Pigs-in-a-blanket are great when you need a portable breakfast. They’re even better when you make them yourself because you can control the ingredients.
In some parts of Texas pigs-in-a-blanket are known as kolaches. More on those another day, this post is all about soft, buttery buns with savory fillings. I’ve had them stuffed with boudin, bacon and eggs, ham and cheese, plain sausage, sausage and cheese, and sausage, jalapeno and cheese (my favorite).
For quite a few years my morning routine was to stop at a donut shop and get two pigs-in-a-blanket and a glazed twist. I did this five days a week for a long time, so it’s no stretch to guess that I’ve probably (definitely) eaten several thousand of these in my lifetime.
I’m quite the connoisseur, if I do say so myself.

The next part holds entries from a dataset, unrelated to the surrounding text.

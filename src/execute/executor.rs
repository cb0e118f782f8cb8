use crate::eval::context::EvalContext;
use crate::execute::decode::{DecodeError, decode_output};
use crate::execute::resource::Resource;
use crate::foundation::core::{CancelToken, Cancelled};
use crate::matcher::plan::{Match, MatchPlan};
use crate::provider::transformer::TransformContext;
use crate::release::model::{Component, Release};

/// Why one match failed to produce resources.
#[derive(thiserror::Error, Debug)]
pub enum TransformCause {
    /// The transformer declares no generation logic.
    #[error("transformer has no generation logic")]
    MissingGenerator,
    /// The generation logic returned an error.
    #[error("generation failed: {0:#}")]
    Generate(anyhow::Error),
    /// The output could not be decoded into resources.
    #[error("decode failed: {0}")]
    Decode(#[from] DecodeError),
}

/// A failed match, recorded while execution continues with the next one.
#[derive(thiserror::Error, Debug)]
#[error("component {component}: transformer {transformer}: {cause}")]
pub struct TransformError {
    /// Component name.
    pub component: String,
    /// Transformer FQN.
    pub transformer: String,
    /// Failure detail.
    pub cause: TransformCause,
}

pub(crate) fn transform_context(release: &Release, component: &Component) -> TransformContext {
    let meta = release.metadata();
    TransformContext {
        release_name: meta.name.clone(),
        namespace: meta.namespace.clone(),
        release_uuid: meta.uuid,
        release_labels: meta.labels.clone(),
        module_name: release.module().name.clone(),
        module_version: release.module().version.clone(),
        component_name: component.name.clone(),
        component_labels: component.labels.clone(),
        component_annotations: component.annotations.clone(),
    }
}

impl MatchPlan<'_> {
    /// Run every match in order and decode the outputs.
    ///
    /// Matches are processed one at a time with the same `eval`. Cancellation is checked before
    /// each match; once observed, execution stops and `Err(Cancelled)` is returned with no
    /// partial output. Transform failures are collected and execution continues.
    #[tracing::instrument(
        skip_all,
        fields(release = %release.metadata().name, matches = self.matches.len())
    )]
    pub fn execute(
        &self,
        eval: &mut EvalContext,
        release: &Release,
        cancel: &CancelToken,
    ) -> Result<(Vec<Resource>, Vec<TransformError>), Cancelled> {
        let mut resources = Vec::new();
        let mut errors = Vec::new();

        for m in &self.matches {
            cancel.check()?;
            let ctx = transform_context(release, m.component);
            match run_match(m, eval, &ctx) {
                Ok(mut out) => {
                    tracing::debug!(
                        component = %m.component.name,
                        transformer = %m.transformer.fqn,
                        resources = out.len(),
                        "transformer produced resources"
                    );
                    resources.append(&mut out);
                }
                Err(cause) => {
                    tracing::warn!(
                        component = %m.component.name,
                        transformer = %m.transformer.fqn,
                        error = %cause,
                        "transformer failed"
                    );
                    errors.push(TransformError {
                        component: m.component.name.clone(),
                        transformer: m.transformer.fqn.clone(),
                        cause,
                    });
                }
            }
        }

        Ok((resources, errors))
    }
}

fn run_match(
    m: &Match<'_>,
    eval: &mut EvalContext,
    ctx: &TransformContext,
) -> Result<Vec<Resource>, TransformCause> {
    let generator = m
        .transformer
        .generator
        .as_ref()
        .ok_or(TransformCause::MissingGenerator)?;
    let output = generator
        .generate(eval, &m.component.spec, ctx)
        .map_err(TransformCause::Generate)?;
    Ok(decode_output(output, &m.component.name, &m.transformer.fqn)?)
}

#[cfg(test)]
#[path = "../../tests/unit/execute/executor.rs"]
mod tests;
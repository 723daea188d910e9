//! Unit tests for the type-grouped scheduler.

use sugar_core::{Entity, EntityKind, ForagerId, PatchId, SimRng, Tick};

use crate::{ScheduleError, TypeSchedule};

fn forager(n: u32) -> Entity {
    Entity::Forager(ForagerId(n))
}

fn patch(n: u32) -> Entity {
    Entity::Patch(PatchId(n))
}

#[test]
fn register_and_count() {
    let mut sched = TypeSchedule::new();
    sched.register(patch(0));
    sched.register(patch(1));
    sched.register(forager(0));
    assert_eq!(sched.count(EntityKind::SugarPatch), 2);
    assert_eq!(sched.count(EntityKind::Forager), 1);
    assert_eq!(sched.total(), 3);
}

#[test]
fn count_of_unknown_kind_is_zero() {
    let sched = TypeSchedule::new();
    assert_eq!(sched.count(EntityKind::Forager), 0);
}

#[test]
fn remove_drops_entity() {
    let mut sched = TypeSchedule::new();
    sched.register(forager(0));
    sched.register(forager(1));
    sched.remove(forager(0)).unwrap();
    assert_eq!(sched.count(EntityKind::Forager), 1);
}

#[test]
fn remove_unregistered_errors() {
    let mut sched = TypeSchedule::new();
    sched.register(forager(0));
    assert!(matches!(
        sched.remove(forager(5)),
        Err(ScheduleError::NotRegistered(_))
    ));
    assert!(matches!(
        sched.remove(patch(0)),
        Err(ScheduleError::NotRegistered(_))
    ));
}

#[test]
fn kinds_follow_registration_order() {
    let mut sched = TypeSchedule::new();
    sched.register(patch(0));
    sched.register(forager(0));
    sched.register(patch(1));
    let kinds: Vec<_> = sched.kinds().collect();
    assert_eq!(kinds, [EntityKind::SugarPatch, EntityKind::Forager]);
}

#[test]
fn clock_advances() {
    let mut sched = TypeSchedule::new();
    assert_eq!(sched.time(), Tick::ZERO);
    sched.advance();
    sched.advance();
    assert_eq!(sched.time(), Tick(2));
}

#[test]
fn activation_covers_everyone_exactly_once() {
    let mut sched = TypeSchedule::new();
    for i in 0..4 {
        sched.register(patch(i));
    }
    for i in 0..3 {
        sched.register(forager(i));
    }
    let mut rng = SimRng::new(7);
    let order = sched.activation_order(&mut rng);
    assert_eq!(order.len(), 7);
    for i in 0..4 {
        assert_eq!(order.iter().filter(|&&e| e == patch(i)).count(), 1);
    }
    for i in 0..3 {
        assert_eq!(order.iter().filter(|&&e| e == forager(i)).count(), 1);
    }
}

#[test]
fn groups_stay_contiguous_in_registration_order() {
    let mut sched = TypeSchedule::new();
    for i in 0..5 {
        sched.register(patch(i));
    }
    for i in 0..5 {
        sched.register(forager(i));
    }
    let mut rng = SimRng::new(3);
    let order = sched.activation_order(&mut rng);
    let kinds: Vec<_> = order.iter().map(|e| e.kind()).collect();
    assert!(
        kinds[..5].iter().all(|&k| k == EntityKind::SugarPatch),
        "patches registered first must activate first: {kinds:?}"
    );
    assert!(kinds[5..].iter().all(|&k| k == EntityKind::Forager));
}

#[test]
fn order_is_reshuffled_across_ticks() {
    let mut sched = TypeSchedule::new();
    for i in 0..32 {
        sched.register(forager(i));
    }
    let mut rng = SimRng::new(1);
    let first = sched.activation_order(&mut rng);
    let second = sched.activation_order(&mut rng);
    // 32! orderings — identical consecutive draws would mean the shuffle
    // is not consuming the RNG.
    assert_ne!(first, second);
}

#[test]
fn order_is_deterministic_for_a_seed() {
    let mut sched = TypeSchedule::new();
    for i in 0..16 {
        sched.register(forager(i));
    }
    let mut r1 = SimRng::new(99);
    let mut r2 = SimRng::new(99);
    assert_eq!(sched.activation_order(&mut r1), sched.activation_order(&mut r2));
}
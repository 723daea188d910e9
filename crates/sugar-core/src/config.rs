//! Top-level model configuration.

use crate::{CoreError, CoreResult};

/// Construction parameters for the simulation model.
///
/// Typically built in the application binary and passed to the model
/// builder, which calls [`validate`][Self::validate] before doing anything
/// else.
#[derive(Clone, Debug)]
#[cfg_attr(feature = "serde", derive(serde::Serialize, serde::Deserialize))]
pub struct ModelConfig {
    /// Grid width in cells.  Bounds the finite, non-wrapping grid.
    pub width: u32,

    /// Grid height in cells.
    pub height: u32,

    /// Number of foragers created at tick 0.  The population never grows
    /// afterwards (there is no birth mechanism), only shrinks.
    pub initial_population: u32,

    /// Master RNG seed.  The same seed always produces identical results.
    pub seed: u64,

    /// Print a `[tick, living_count]` progress line after every step and
    /// banner lines around `run_model`.  Display side effect only.
    pub verbose: bool,
}

impl ModelConfig {
    /// Total number of grid cells — also the number of sugar patches.
    #[inline]
    pub fn cell_count(&self) -> usize {
        self.width as usize * self.height as usize
    }

    /// Fail fast on parameters the simulation cannot meaningfully run with.
    ///
    /// The population may exceed `cell_count()`: cells hold multiple
    /// occupants and initial placement samples with replacement.
    pub fn validate(&self) -> CoreResult<()> {
        if self.width == 0 || self.height == 0 {
            return Err(CoreError::Config(format!(
                "grid dimensions must be positive, got {}x{}",
                self.width, self.height
            )));
        }
        if self.initial_population == 0 {
            return Err(CoreError::Config(
                "initial_population must be positive".to_owned(),
            ));
        }
        Ok(())
    }
}

impl Default for ModelConfig {
    /// The classic constant-growback scenario: 50×50 cells, 100 foragers.
    fn default() -> Self {
        Self {
            width: 50,
            height: 50,
            initial_population: 100,
            seed: 42,
            verbose: false,
        }
    }
}
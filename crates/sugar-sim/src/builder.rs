//! Fluent builder for constructing a [`SugarscapeModel`].

use sugar_agent::{Forager, SugarPatch};
use sugar_core::{Entity, EntityKind, ForagerId, GridPos, ModelConfig, PatchId, SimRng};
use sugar_grid::{MultiGrid, SugarMap};
use sugar_output::DataCollector;
use sugar_schedule::TypeSchedule;

use crate::{FORAGER_SERIES, SimError, SimResult, SugarscapeModel};

/// Fluent builder for [`SugarscapeModel`].
///
/// # Required inputs
///
/// - [`ModelConfig`] — grid dimensions, population, seed, verbosity
/// - [`SugarMap`] — the resource-capacity matrix; its dimensions must match
///   the configured grid exactly
///
/// # Example
///
/// ```rust,ignore
/// let map = SugarMap::from_path(Path::new("sugar-map.txt"))?;
/// let mut model = ModelBuilder::new(ModelConfig::default())
///     .sugar_map(map)
///     .build()?;
/// model.run_model(DEFAULT_STEP_COUNT)?;
/// ```
pub struct ModelBuilder {
    config: ModelConfig,
    map: Option<SugarMap>,
}

impl ModelBuilder {
    pub fn new(config: ModelConfig) -> Self {
        Self { config, map: None }
    }

    /// Supply the resource-distribution map.
    pub fn sugar_map(mut self, map: SugarMap) -> Self {
        self.map = Some(map);
        self
    }

    /// Validate inputs, populate the world, and return a ready-to-run model.
    ///
    /// Construction order matters for reproducibility: patches are created
    /// in row-major cell order, then foragers in ID order, each drawing
    /// position and attributes from the shared RNG in a fixed sequence.
    pub fn build(self) -> SimResult<SugarscapeModel> {
        // ── Validate ──────────────────────────────────────────────────────
        self.config.validate()?;
        let config = self.config;
        let map = self.map.ok_or(SimError::MissingMap)?;

        if map.dimensions() != (config.width, config.height) {
            let (got_width, got_height) = map.dimensions();
            return Err(SimError::MapDimensionMismatch {
                width: config.width,
                height: config.height,
                got_width,
                got_height,
            });
        }

        // ── Collaborators ─────────────────────────────────────────────────
        let mut rng = SimRng::new(config.seed);
        let mut grid = MultiGrid::new(config.width, config.height);
        let mut schedule = TypeSchedule::new();

        let mut metrics = DataCollector::new();
        metrics.register(FORAGER_SERIES, |s: &TypeSchedule| {
            s.count(EntityKind::Forager) as f64
        });

        // ── Sugar patches: one per cell, capacity from the map ────────────
        let mut patches = Vec::with_capacity(config.cell_count());
        for y in 0..config.height {
            for x in 0..config.width {
                let pos = GridPos::new(x, y);
                let id = PatchId(patches.len() as u32);
                patches.push(SugarPatch::new(pos, map.capacity_at(pos)));
                grid.place(Entity::Patch(id), pos)?;
                schedule.register(Entity::Patch(id));
            }
        }

        // ── Foragers: random placement, with replacement ──────────────────
        let mut foragers = Vec::with_capacity(config.initial_population as usize);
        for i in 0..config.initial_population {
            let x = rng.gen_range(0..config.width);
            let y = rng.gen_range(0..config.height);
            let pos = GridPos::new(x, y);
            let id = ForagerId(i);
            foragers.push(Forager::draw(pos, &mut rng));
            grid.place(Entity::Forager(id), pos)?;
            schedule.register(Entity::Forager(id));
        }

        // ── Step-0 snapshot ───────────────────────────────────────────────
        let mut model = SugarscapeModel {
            config,
            grid,
            schedule,
            patches,
            foragers,
            metrics,
            rng,
            running: true,
        };
        model.metrics.collect(model.schedule.time(), &model.schedule);

        Ok(model)
    }
}
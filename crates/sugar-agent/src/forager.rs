//! Mobile foragers: attribute draws and the movement/harvest rules.
//!
//! # Movement rule
//!
//! A forager scans the von Neumann neighborhood within its vision radius
//! (edges clipped, nothing wraps) and keeps the cells not occupied by
//! another forager, plus its own current cell.  Among those it takes the
//! cells with the most sugar, narrows to the nearest by exact squared
//! Euclidean distance, and breaks any remaining tie uniformly at random
//! through the shared RNG.  A forager surrounded by strictly worse cells
//! therefore stays put rather than wandering.

use std::ops::Range;

use sugar_core::{GridPos, SimRng};
use sugar_grid::MultiGrid;

use crate::SugarPatch;

// ── Creation-time attribute ranges (closed-open) ──────────────────────────────

/// Initial sugar stock drawn per forager.
pub const INITIAL_SUGAR: Range<i64> = 50..100;
/// Sugar burned per tick.
pub const METABOLISM: Range<u32> = 2..4;
/// Neighborhood scan radius for movement.
pub const VISION: Range<u32> = 1..6;

// ── Forager ───────────────────────────────────────────────────────────────────

/// A consuming entity.  Created at tick 0, destroyed when its stock runs out.
#[derive(Clone, Debug, PartialEq, Eq)]
#[cfg_attr(feature = "serde", derive(serde::Serialize, serde::Deserialize))]
pub struct Forager {
    pub pos: GridPos,
    /// Cleared when the forager starves; dead foragers are skipped by the
    /// activation loop and hold no grid or schedule registration.
    pub alive: bool,
    /// Current sugar stock.  Signed: one harvest can overdraw the stock
    /// below zero before the starvation check runs.
    pub sugar: i64,
    /// Stock consumed per tick.
    pub metabolism: u32,
    /// Manhattan radius of the movement scan.
    pub vision: u32,
}

impl Forager {
    /// Create a forager at `pos` with attributes drawn from the shared RNG.
    ///
    /// Draw order is stock, metabolism, vision — fixed, because every draw
    /// shifts the shared stream for all later decisions.
    pub fn draw(pos: GridPos, rng: &mut SimRng) -> Self {
        Self {
            pos,
            alive: true,
            sugar: rng.gen_range(INITIAL_SUGAR),
            metabolism: rng.gen_range(METABOLISM),
            vision: rng.gen_range(VISION),
        }
    }

    /// Pick the cell this forager moves to this tick (possibly its own).
    pub fn choose_destination(
        &self,
        grid: &MultiGrid,
        patches: &[SugarPatch],
        rng: &mut SimRng,
    ) -> GridPos {
        let mut candidates: Vec<GridPos> = grid
            .von_neumann_range(self.pos, self.vision)
            .into_iter()
            .filter(|&p| !grid.has_forager_at(p))
            .collect();
        // The current cell always competes, so the candidate set is never empty.
        candidates.push(self.pos);

        let best = candidates
            .iter()
            .map(|&p| patches[grid.cell_index(p)].amount)
            .max()
            .unwrap_or(0);
        candidates.retain(|&p| patches[grid.cell_index(p)].amount == best);

        let nearest = candidates
            .iter()
            .map(|&p| self.pos.dist_sq(p))
            .min()
            .unwrap_or(0);
        candidates.retain(|&p| self.pos.dist_sq(p) == nearest);

        rng.choose(&candidates).copied().unwrap_or(self.pos)
    }

    /// Harvest the patch under this forager and pay this tick's metabolism.
    pub fn harvest(&mut self, patch: &mut SugarPatch) {
        self.sugar += patch.take() as i64 - self.metabolism as i64;
    }

    /// `true` once the stock has run out — the forager dies this tick.
    #[inline]
    pub fn is_starved(&self) -> bool {
        self.sugar <= 0
    }
}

A perfect but rare experience would be to bite into one that was fresh out of the oven, cooled just enough so that I didn’t get a scorching mouthful of molten cheese. Perfect is just a touch hotter than warm, followed by a different kind of heat when the effects of the jalapeno kicked in. The cheese a warm and gooey contrast to the snap of a properly cooked sausage. Washed down with a caffeinated beverage before enjoying the dessert of the glazed twist, I had what I considered to be the ideal breakfast.
I’ve had my share of duds, too. Cold pigs-in-a-blanket that weren’t even warmed in the microwave before being plunked down on the counter, or perhaps worse, ones that were nuked for so long that the bun was rubbery, and the cheese was a terrifyingly hot molten pool of instant death.
Now I prefer to make my own. I use organic ingredients (organic sausage was hard to find, but it’s out there), and they are just the right temperature when I bite into them. Though I do miss the glazed twist.
This recipe is for the classic, basic sausage and cheese pigs-in-a-blanket. Hope you enjoy.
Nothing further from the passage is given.